My Story, by Susie
I was groomed and manipulated by my clinical supervisor. Looking back on it I feel embarrassed by my naivety. That said, I am a trusting person, and this person was clearly highly skilled in the art of grooming and manipulation, so I’m not too hard on myself.
I kept personal journals throughout the entire relationship with him, so I can clearly see how and where it all happened. Over a period of a year he recruited me, flattered me, gave me special treatment, gave me free bodywork sessions (to help increase his hours as an intern), encouraged me to leave my partner (we are still together), promoted me and then, decided to tell me that I had a repressed sexual trauma that could only be accessed if I removed my knickers. At the time, he had literally the day before offered me very generous favours in respect of my counselling work, and I was also waiting for him to write the supervisory report for my counselling qualification. I returned to the next session to confront him with the problems I had with what he had asked (telling me I had a repressed sexual trauma, then telling me I had to take my knickers off so that he could access it – seems a sure way of retraumatising if ever I heard one). I wanted to ensure that I hadn’t misunderstood. No, I hadn’t, He reiterated exactly the same thing. I need to look at my blind spots if I’m to be a good counsellor. I am not in “true relationship” with him if I allow my fears to get in the way of this generous therapy he is offering. Oh, and he doesn’t fancy me, he isn’t trying to get me to take my knickers off for that reason. There was no ambiguity whatsoever, unfortunately. Hence more tears of disbelief from me. Then I booked another appointment as far away as seemed feasible, received my supervisory report,then cancelled it. Then the special treatment stopped.

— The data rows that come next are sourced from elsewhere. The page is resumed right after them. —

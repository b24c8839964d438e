use super::LiveClientBuilder;
use crate::audio::{CAPTURE_SAMPLE_RATE_HZ, CHANNELS_MONO, pcm_blob};
use crate::error::{PolarisError, Result};
use crate::types::{
    ActivityEnd, ActivityStart, BidiGenerateContentClientContent, BidiGenerateContentRealtimeInput,
    ClientMessagePayload, Content, Part, Role,
};
use std::sync::Arc;
use tokio::sync::Mutex as TokioMutex;
use tokio::sync::{mpsc, oneshot};
use tracing::{debug, error, info, warn};

/// Handle to an open Live session. Dropping it without [`LiveClient::close`]
/// still signals the connection task to shut down.
#[derive(Clone)]
pub struct LiveClient<S: Clone + Send + Sync + 'static> {
    pub(crate) shutdown_tx: Arc<TokioMutex<Option<oneshot::Sender<()>>>>,
    pub(crate) outgoing_sender: Option<mpsc::Sender<ClientMessagePayload>>,
    pub(crate) state: Arc<S>,
}

impl<S: Clone + Send + Sync + 'static> LiveClient<S> {
    pub fn builder_with_state(api_key: String, model: String, state: S) -> LiveClientBuilder<S> {
        LiveClientBuilder::new_with_state(api_key, model, state)
    }

    pub async fn close(&mut self) -> Result<()> {
        info!("[LiveClient] Close requested.");
        let mut guard = self.shutdown_tx.lock().await;
        if let Some(tx) = guard.take() {
            if tx.send(()).is_err() {
                info!("[LiveClient] Connection task already gone.");
            } else {
                info!("[LiveClient] Shutdown signal sent.");
            }
        }
        self.outgoing_sender.take();
        Ok(())
    }

    pub fn outgoing_sender(&self) -> Option<mpsc::Sender<ClientMessagePayload>> {
        self.outgoing_sender.clone()
    }

    pub fn state(&self) -> Arc<S> {
        self.state.clone()
    }

    pub fn is_open(&self) -> bool {
        self.outgoing_sender
            .as_ref()
            .is_some_and(|sender| !sender.is_closed())
    }

    pub async fn send_message(&self, payload: ClientMessagePayload) -> Result<()> {
        let Some(sender) = &self.outgoing_sender else {
            error!("[LiveClient] Cannot send: client is closed.");
            return Err(PolarisError::NotReady);
        };
        sender.send(payload).await.map_err(|e| {
            error!("[LiveClient] Connection task channel closed: {}", e);
            PolarisError::SendError
        })
    }

    pub async fn send_text_turn(&self, text: String, end_of_turn: bool) -> Result<()> {
        let content = Content {
            parts: vec![Part::text(text)],
            role: Some(Role::User),
        };
        self.send_message(ClientMessagePayload::ClientContent(
            BidiGenerateContentClientContent {
                turns: Some(vec![content]),
                turn_complete: Some(end_of_turn),
            },
        ))
        .await
    }

    /// Streams one microphone frame. The Live API takes 16 kHz mono only;
    /// any other format is rejected rather than resampled.
    pub async fn send_audio_frame(
        &self,
        samples: &[f32],
        sample_rate: u32,
        channels: u16,
    ) -> Result<()> {
        if samples.is_empty() {
            return Ok(());
        }
        if sample_rate != CAPTURE_SAMPLE_RATE_HZ || channels != CHANNELS_MONO {
            let msg = format!(
                "Audio input ({}Hz {}ch) must be {}Hz mono.",
                sample_rate, channels, CAPTURE_SAMPLE_RATE_HZ
            );
            warn!("[LiveClient] {}", msg);
            return Err(PolarisError::Api(msg));
        }
        debug!("[LiveClient] Sending {} audio samples.", samples.len());
        self.send_message(ClientMessagePayload::RealtimeInput(
            BidiGenerateContentRealtimeInput {
                audio: Some(pcm_blob(samples, sample_rate)),
                ..Default::default()
            },
        ))
        .await
    }

    pub async fn send_realtime_text(&self, text: String) -> Result<()> {
        self.send_message(ClientMessagePayload::RealtimeInput(
            BidiGenerateContentRealtimeInput {
                text: Some(text),
                ..Default::default()
            },
        ))
        .await
    }

    pub async fn send_activity_start(&self) -> Result<()> {
        self.send_message(ClientMessagePayload::RealtimeInput(
            BidiGenerateContentRealtimeInput {
                activity_start: Some(ActivityStart {}),
                ..Default::default()
            },
        ))
        .await
    }

    pub async fn send_activity_end(&self) -> Result<()> {
        self.send_message(ClientMessagePayload::RealtimeInput(
            BidiGenerateContentRealtimeInput {
                activity_end: Some(ActivityEnd {}),
                ..Default::default()
            },
        ))
        .await
    }

    pub async fn send_audio_stream_end(&self) -> Result<()> {
        info!("[LiveClient] Sending audio stream end.");
        self.send_message(ClientMessagePayload::RealtimeInput(
            BidiGenerateContentRealtimeInput {
                audio_stream_end: Some(true),
                ..Default::default()
            },
        ))
        .await
    }
}

impl<S: Clone + Send + Sync + 'static> Drop for LiveClient<S> {
    fn drop(&mut self) {
        // Clones share the shutdown slot; only the last open handle fires it.
        if Arc::strong_count(&self.shutdown_tx) > 1 {
            return;
        }
        match self.shutdown_tx.try_lock() {
            Ok(mut guard) => {
                if let Some(tx) = guard.take() {
                    warn!("[LiveClient] Dropped without close(); signalling shutdown.");
                    if tx.send(()).is_err() {
                        info!("[LiveClient] Drop: connection task already gone.");
                    }
                }
            }
            Err(_) => {
                warn!("[LiveClient] Dropped while shutdown lock was held.");
            }
        }
        self.outgoing_sender.take();
    }
}

#[cfg(test)]
mod tests {
    use super::*;
    use crate::audio::decode_base64_pcm;
    use crate::test_utils::setup_test;
    use tokio::time::{Duration, timeout};

    fn test_client() -> (
        LiveClient<()>,
        mpsc::Receiver<ClientMessagePayload>,
        oneshot::Receiver<()>,
    ) {
        let (outgoing_tx, outgoing_rx) = mpsc::channel(10);
        let (shutdown_tx, shutdown_rx) = oneshot::channel();
        let client = LiveClient {
            shutdown_tx: Arc::new(TokioMutex::new(Some(shutdown_tx))),
            outgoing_sender: Some(outgoing_tx),
            state: Arc::new(()),
        };
        (client, outgoing_rx, shutdown_rx)
    }

    fn sine(frames: usize, sample_rate: u32, frequency: f32) -> Vec<f32> {
        (0..frames)
            .map(|i| {
                let t = i as f32 / sample_rate as f32;
                0.5 * (2.0 * std::f32::consts::PI * frequency * t).sin()
            })
            .collect()
    }

    async fn next(rx: &mut mpsc::Receiver<ClientMessagePayload>) -> ClientMessagePayload {
        timeout(Duration::from_millis(100), rx.recv())
            .await
            .expect("timed out")
            .expect("channel closed")
    }

    #[tokio::test]
    async fn test_send_audio_frame_16k_mono() {
        setup_test();
        let (client, mut rx, _shutdown) = test_client();
        let samples = sine(160, 16000, 440.0);
        client.send_audio_frame(&samples, 16000, 1).await.unwrap();

        let ClientMessagePayload::RealtimeInput(BidiGenerateContentRealtimeInput {
            audio: Some(blob),
            ..
        }) = next(&mut rx).await
        else {
            panic!("expected realtime audio");
        };
        assert_eq!(blob.mime_type, "audio/pcm;rate=16000");
        let decoded = decode_base64_pcm(&blob.data, 16000, 1).unwrap();
        assert_eq!(decoded.frames(), 160);
    }

    #[tokio::test]
    async fn test_send_audio_frame_rejects_other_formats() {
        setup_test();
        let (client, _rx, _shutdown) = test_client();
        let result = client.send_audio_frame(&sine(480, 48000, 440.0), 48000, 1).await;
        match result {
            Err(PolarisError::Api(msg)) => assert!(msg.contains("(48000Hz 1ch)")),
            other => panic!("expected Api error, got {:?}", other),
        }
        let result = client.send_audio_frame(&[0.0; 32], 16000, 2).await;
        assert!(matches!(result, Err(PolarisError::Api(_))));
    }

    #[tokio::test]
    async fn test_empty_audio_frame_sends_nothing() {
        let (client, mut rx, _shutdown) = test_client();
        client.send_audio_frame(&[], 44100, 2).await.unwrap();
        assert!(rx.try_recv().is_err());
    }

    #[tokio::test]
    async fn test_activity_and_stream_end_signals() {
        let (client, mut rx, _shutdown) = test_client();
        client.send_activity_start().await.unwrap();
        client.send_realtime_text("hey".into()).await.unwrap();
        client.send_activity_end().await.unwrap();
        client.send_audio_stream_end().await.unwrap();

        let mut frames = Vec::new();
        for _ in 0..4 {
            let ClientMessagePayload::RealtimeInput(input) = next(&mut rx).await else {
                panic!("expected realtime input");
            };
            frames.push(input);
        }
        assert!(frames[0].activity_start.is_some());
        assert_eq!(frames[1].text.as_deref(), Some("hey"));
        assert!(frames[2].activity_end.is_some());
        assert_eq!(frames[3].audio_stream_end, Some(true));
    }

    #[tokio::test]
    async fn test_close_signals_shutdown_and_blocks_sends() {
        let (mut client, _rx, shutdown_rx) = test_client();
        client.close().await.unwrap();
        assert!(shutdown_rx.await.is_ok());
        assert!(!client.is_open());
        let result = client.send_text_turn("late".into(), true).await;
        assert!(matches!(result, Err(PolarisError::NotReady)));
    }

    #[tokio::test]
    async fn test_drop_signals_shutdown() {
        let (client, _rx, shutdown_rx) = test_client();
        drop(client);
        assert!(shutdown_rx.await.is_ok());
    }

    #[tokio::test]
    async fn test_send_after_task_gone_is_send_error() {
        let (client, rx, _shutdown) = test_client();
        drop(rx);
        let result = client.send_text_turn("hi".into(), true).await;
        assert!(matches!(result, Err(PolarisError::SendError)));
    }
}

About 10 months later, after gradually working on becoming professionally independent, I confided my experience with a trusted colleague. I didn’t know who was in my supervisor-therapist’s inner circle (this guy owns a supposedly not-for-profits counselling agency and recruits all the staff, and chooses who he supervises, sublets his private premises to some, skims off clients who pay top-whack and give them to his “inner circle” employees. I guess I was in the inner circle until I decided, through floods of tears, that I was going to keep my knickers on.). Anyway, I sensed that this colleague was not in the inner circle, and I was planning my escape anyway, and told him of my experience. His head fell into his hands as he said “I’m so sorry but you’re not the only person that has come to me with that kind of story”.
Since then there has been a hellish experience trying to protect others from being treated in this way. Fortunately (and unfortunately) I am not alone. I resigned as soon as I found out that he was inappropriate to other women too. It became too unbearable and sickening to ignore. He sacked people who raised concerns. I knew he would be unreasonable, it all felt so utterly wrong on a gut level, so I resigned first. I happened to get a wonderful email telling me what a great counsellor I was and how he would refer clients to me. Then I told him why I was leaving. Things changed. He didn’t deny it. But then a colleague who I did have some respect for once, was promoted by him to be co-director. An aggressive “ex-lawyer in the City of London” according to her threats (actually a paralegal for a fast food company) has taken up his cause and the most disgusting, vile hate campaign of animosity that those who know about the case have ever witnessed. They lodged 2 professional complaints against me and wrote a character assassination letter about myself and other woman involved in the complaints and circulated it around peers and professionals (who all rightly think that this behaviour is simply proving how guilty he must be).
Both complaints against me were rejected. The hearing against his organisation (for he, as an individual, is not accountable to anybody and she has resigned from the BACP to avoid the accountability for her appalling behaviour.) will be held in the next few months.
I was his client. I have been treated in the most despicable way possible. I had empathy at the time, especially for this poor woman who is financially and emotionally beholden to her “guru”. Now I just think that they are an abomination of the counselling profession. Toxic mavericks wreaking havoc in order to hide the nefarious goings on of a sick man.